It is hard to live split down the middle for an entire life. Certainly as humans we can manage to adapt in all manner of situations, from the merely aggravating, to the terrible, as is exemplified in Viktor Frankl’s, Man’s Search for Meaning. Yet for the sake of this argument, let us imagine a human who is in a relative state of stability as far as her or his basic needs are concerned (see Maslow’s Hierarchy of Needs). Yet because of the junk food they have filled up their life with, in terms of entertainment, material goods, social obligations which serve neither party, and the like, their growth has become stunted. The tide of encroachment must be halted, and perhaps flood walls in the form of boundaries erected so as to prevent an out-and-out flood.

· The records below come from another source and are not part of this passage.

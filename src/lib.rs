pub mod analytics;
pub mod cli;
pub mod config;
pub mod error;
pub mod logging;
pub mod output;
pub mod sessions;
mod perf;

// Crate-internal test module
#[cfg(test)]
#[path = "../tests/unit/error_handling_test.rs"]
mod error_handling_test;

use std::io::Write;
use crate::analytics::compute_chart;
use crate::analytics::query::ChartQuery;
use crate::cli::{Cli, OutputFormat};
use crate::config::settings::{log_origin, resolve_settings};
use crate::error::ProgressError;

/// Run one chart query as described by the command line
pub fn run(cli: Cli) -> Result<(), ProgressError> {
    let loaded = resolve_settings(cli.config.as_deref())?;

    logging::init_logging(loaded.settings.log_format)?;
    log_origin(&loaded.origin);
    let settings = loaded.settings;

    // Parameters are validated before anything is loaded
    let query = ChartQuery::parse(
        cli.analysis.as_deref().unwrap_or(settings.default_metric.as_str()),
        cli.period.as_deref().unwrap_or(settings.default_period.label()),
        cli.window.unwrap_or(settings.default_window_months.get()),
    )?;

    let mut plan = settings.window_plan();
    if let Some(group) = cli.accuracy_group {
        plan.accuracy_group = group;
    }
    if let Some(strategy) = cli.strategy {
        plan.strategy = strategy;
    }

    let data_path = cli
        .data
        .or_else(|| settings.data_path.clone())
        .ok_or_else(|| ProgressError::invalid_parameter(
            "No session file given (use --data or set data_path in the settings file)"
        ))?;

    let records = sessions::load_sessions(&data_path, settings.max_records)?;
    let payload = compute_chart(records, query, &plan);

    let stdout = std::io::stdout();
    let mut out = stdout.lock();
    match cli.format {
        OutputFormat::Table => output::write_table(&mut out, &payload)?,
        OutputFormat::Csv => output::write_csv(&mut out, &payload.rows)?,
        OutputFormat::Json => output::write_json(&mut out, &payload)?,
    }
    out.flush()?;
    Ok(())
}
use clap::Parser;
use player_progress_lib::cli::Cli;

fn main() -> anyhow::Result<()> {
    let cli = Cli::parse();
    player_progress_lib::run(cli)?;
    Ok(())
}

To heed an inner call of service it often times becomes necessary to cull and weed out from your life those things which no longer serve. This is perhaps one reason why monastics have traditionally taken a vow of poverty. Not only does directing your attention away from materialistic gain enable the further cultivation of those things which are of spiritual value, voluntary poverty is also a simpler way to maintain a “steady state” economy because the time and effort otherwise put forth in keeping up with what has already been acquired can now be turned inwards.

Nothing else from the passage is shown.